__What is being asked__:
From the entries below, reproduce exactly the line containing "let data = serde_json::to_vec(&update).unwrap_or_default();", the line containing "fn parse_checkpoint_file_name(name: &str)", and every line in between, with nothing added.

(Stored dataset items)
----

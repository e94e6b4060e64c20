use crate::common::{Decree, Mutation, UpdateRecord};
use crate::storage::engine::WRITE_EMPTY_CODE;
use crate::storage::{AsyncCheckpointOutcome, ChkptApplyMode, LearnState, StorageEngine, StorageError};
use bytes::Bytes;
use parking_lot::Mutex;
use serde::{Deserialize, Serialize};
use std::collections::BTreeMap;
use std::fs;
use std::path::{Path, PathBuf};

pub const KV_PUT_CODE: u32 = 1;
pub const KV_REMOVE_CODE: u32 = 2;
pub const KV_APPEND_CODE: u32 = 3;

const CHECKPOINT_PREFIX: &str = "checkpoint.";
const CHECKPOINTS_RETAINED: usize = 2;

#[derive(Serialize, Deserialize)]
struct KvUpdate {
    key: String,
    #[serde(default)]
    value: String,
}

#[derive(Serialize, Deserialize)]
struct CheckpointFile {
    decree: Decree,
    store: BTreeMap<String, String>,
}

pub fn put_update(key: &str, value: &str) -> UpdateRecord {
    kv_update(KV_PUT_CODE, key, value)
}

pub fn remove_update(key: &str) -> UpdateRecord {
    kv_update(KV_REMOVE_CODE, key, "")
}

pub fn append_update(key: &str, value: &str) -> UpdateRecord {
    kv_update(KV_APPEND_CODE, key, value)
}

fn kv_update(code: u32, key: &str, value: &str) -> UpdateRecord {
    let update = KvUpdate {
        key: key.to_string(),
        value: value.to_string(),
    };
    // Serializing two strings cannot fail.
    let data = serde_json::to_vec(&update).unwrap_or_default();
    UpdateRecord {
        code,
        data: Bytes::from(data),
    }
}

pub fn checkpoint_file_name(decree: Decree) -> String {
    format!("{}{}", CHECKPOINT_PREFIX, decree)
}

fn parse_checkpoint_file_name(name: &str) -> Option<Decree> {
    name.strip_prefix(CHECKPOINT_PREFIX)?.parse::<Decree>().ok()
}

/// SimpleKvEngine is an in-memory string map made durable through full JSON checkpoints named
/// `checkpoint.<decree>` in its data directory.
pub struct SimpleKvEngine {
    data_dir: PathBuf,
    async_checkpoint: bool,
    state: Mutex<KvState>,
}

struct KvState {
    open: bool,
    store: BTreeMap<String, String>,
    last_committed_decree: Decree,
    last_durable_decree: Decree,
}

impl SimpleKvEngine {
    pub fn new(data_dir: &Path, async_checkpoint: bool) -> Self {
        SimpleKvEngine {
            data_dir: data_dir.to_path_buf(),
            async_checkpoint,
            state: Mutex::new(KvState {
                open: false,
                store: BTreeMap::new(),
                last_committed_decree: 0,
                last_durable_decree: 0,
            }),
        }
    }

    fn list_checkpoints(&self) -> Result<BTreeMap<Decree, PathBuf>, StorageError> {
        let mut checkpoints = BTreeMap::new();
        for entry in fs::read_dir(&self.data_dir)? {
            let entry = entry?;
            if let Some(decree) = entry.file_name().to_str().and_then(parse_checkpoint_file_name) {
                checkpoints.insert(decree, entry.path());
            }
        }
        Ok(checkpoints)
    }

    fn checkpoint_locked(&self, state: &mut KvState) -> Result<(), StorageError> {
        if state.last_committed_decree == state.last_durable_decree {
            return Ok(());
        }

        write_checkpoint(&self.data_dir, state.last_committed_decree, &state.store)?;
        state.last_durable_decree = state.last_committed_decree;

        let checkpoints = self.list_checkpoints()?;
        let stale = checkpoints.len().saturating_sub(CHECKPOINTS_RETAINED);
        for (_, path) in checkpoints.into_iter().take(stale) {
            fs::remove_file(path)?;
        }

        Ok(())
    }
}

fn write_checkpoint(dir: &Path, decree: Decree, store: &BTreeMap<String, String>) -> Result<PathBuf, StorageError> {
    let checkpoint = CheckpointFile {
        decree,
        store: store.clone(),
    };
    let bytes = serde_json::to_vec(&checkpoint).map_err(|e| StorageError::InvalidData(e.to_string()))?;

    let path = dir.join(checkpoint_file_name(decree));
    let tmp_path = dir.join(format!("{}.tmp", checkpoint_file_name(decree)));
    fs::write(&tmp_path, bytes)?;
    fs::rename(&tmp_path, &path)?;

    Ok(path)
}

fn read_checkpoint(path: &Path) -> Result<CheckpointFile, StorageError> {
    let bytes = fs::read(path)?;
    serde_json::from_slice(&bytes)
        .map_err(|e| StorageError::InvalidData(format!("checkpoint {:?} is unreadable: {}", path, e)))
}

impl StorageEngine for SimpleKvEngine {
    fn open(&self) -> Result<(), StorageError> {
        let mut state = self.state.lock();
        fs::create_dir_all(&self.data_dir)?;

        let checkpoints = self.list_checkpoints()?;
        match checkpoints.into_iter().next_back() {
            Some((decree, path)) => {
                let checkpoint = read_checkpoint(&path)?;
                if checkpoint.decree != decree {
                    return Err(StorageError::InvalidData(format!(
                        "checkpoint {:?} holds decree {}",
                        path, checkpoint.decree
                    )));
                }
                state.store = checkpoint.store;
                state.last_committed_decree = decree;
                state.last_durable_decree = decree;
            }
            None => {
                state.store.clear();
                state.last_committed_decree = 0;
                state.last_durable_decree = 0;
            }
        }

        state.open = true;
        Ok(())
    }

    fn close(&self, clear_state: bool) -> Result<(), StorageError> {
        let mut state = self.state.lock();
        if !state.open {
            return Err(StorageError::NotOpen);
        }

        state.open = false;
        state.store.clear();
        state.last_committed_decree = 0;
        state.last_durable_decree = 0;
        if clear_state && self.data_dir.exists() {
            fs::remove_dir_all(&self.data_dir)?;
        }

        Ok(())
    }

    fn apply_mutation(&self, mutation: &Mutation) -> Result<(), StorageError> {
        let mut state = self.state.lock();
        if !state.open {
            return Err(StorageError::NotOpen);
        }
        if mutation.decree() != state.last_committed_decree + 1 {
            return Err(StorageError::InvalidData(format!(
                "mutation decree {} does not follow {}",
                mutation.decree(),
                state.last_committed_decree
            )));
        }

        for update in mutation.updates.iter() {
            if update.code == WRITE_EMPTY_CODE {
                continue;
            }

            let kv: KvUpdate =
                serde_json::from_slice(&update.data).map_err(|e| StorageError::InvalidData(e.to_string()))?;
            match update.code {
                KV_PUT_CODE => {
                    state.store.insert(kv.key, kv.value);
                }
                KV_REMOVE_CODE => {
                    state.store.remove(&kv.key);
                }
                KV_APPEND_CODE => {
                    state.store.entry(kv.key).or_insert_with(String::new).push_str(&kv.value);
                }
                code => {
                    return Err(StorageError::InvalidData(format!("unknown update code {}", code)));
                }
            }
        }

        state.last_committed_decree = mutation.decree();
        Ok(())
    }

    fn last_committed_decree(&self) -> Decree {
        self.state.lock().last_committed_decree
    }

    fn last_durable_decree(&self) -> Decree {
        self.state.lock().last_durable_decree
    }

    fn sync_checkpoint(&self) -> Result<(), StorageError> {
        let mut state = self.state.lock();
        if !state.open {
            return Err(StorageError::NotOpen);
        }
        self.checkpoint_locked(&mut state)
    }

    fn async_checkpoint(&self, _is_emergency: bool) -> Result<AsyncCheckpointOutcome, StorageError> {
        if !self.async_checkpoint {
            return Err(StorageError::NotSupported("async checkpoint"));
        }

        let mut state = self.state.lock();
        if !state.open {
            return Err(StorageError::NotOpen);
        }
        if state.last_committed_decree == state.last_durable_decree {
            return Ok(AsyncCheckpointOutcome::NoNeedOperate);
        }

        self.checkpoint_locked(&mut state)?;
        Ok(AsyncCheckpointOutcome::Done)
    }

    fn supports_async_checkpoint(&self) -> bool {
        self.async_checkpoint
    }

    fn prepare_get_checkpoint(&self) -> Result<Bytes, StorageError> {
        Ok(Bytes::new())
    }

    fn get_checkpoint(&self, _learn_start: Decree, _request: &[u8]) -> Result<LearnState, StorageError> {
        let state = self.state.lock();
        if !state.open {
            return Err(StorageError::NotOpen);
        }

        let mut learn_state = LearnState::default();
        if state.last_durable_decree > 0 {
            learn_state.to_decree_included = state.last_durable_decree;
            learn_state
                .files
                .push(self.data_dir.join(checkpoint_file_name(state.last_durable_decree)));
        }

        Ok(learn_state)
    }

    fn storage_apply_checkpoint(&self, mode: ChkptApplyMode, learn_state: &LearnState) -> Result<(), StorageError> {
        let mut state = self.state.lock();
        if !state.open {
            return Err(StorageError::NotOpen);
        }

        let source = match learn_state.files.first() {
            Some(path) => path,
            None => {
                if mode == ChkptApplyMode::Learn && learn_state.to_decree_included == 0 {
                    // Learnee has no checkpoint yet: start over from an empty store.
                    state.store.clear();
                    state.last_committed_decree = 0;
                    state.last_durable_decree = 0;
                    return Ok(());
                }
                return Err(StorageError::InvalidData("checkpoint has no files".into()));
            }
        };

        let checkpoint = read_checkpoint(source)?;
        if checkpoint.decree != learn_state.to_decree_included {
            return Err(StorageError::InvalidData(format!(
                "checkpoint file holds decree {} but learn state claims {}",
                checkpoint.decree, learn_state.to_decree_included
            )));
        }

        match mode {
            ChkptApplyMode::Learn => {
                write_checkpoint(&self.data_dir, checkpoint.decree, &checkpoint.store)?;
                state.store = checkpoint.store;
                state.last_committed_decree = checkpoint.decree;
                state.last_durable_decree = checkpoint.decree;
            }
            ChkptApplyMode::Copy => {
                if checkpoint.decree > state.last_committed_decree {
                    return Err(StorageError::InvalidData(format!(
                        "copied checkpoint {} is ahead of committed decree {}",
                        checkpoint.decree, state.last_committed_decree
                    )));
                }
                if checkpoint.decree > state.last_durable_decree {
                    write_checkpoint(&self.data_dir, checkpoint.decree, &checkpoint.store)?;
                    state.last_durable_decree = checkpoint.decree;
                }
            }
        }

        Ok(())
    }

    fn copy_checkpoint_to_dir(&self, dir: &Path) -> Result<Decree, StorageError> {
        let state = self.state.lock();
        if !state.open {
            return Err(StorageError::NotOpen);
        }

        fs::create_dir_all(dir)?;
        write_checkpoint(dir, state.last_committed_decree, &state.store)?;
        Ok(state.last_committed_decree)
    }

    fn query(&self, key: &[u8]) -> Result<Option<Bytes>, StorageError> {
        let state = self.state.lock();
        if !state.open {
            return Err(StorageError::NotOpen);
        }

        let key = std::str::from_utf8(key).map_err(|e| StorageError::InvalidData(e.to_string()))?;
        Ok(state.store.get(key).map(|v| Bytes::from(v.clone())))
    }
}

----

__Expected answer__:
    let data = serde_json::to_vec(&update).unwrap_or_default();
    UpdateRecord {
        code,
        data: Bytes::from(data),
    }
}

pub fn checkpoint_file_name(decree: Decree) -> String {
    format!("{}{}", CHECKPOINT_PREFIX, decree)
}

fn parse_checkpoint_file_name(name: &str) -> Option<Decree> {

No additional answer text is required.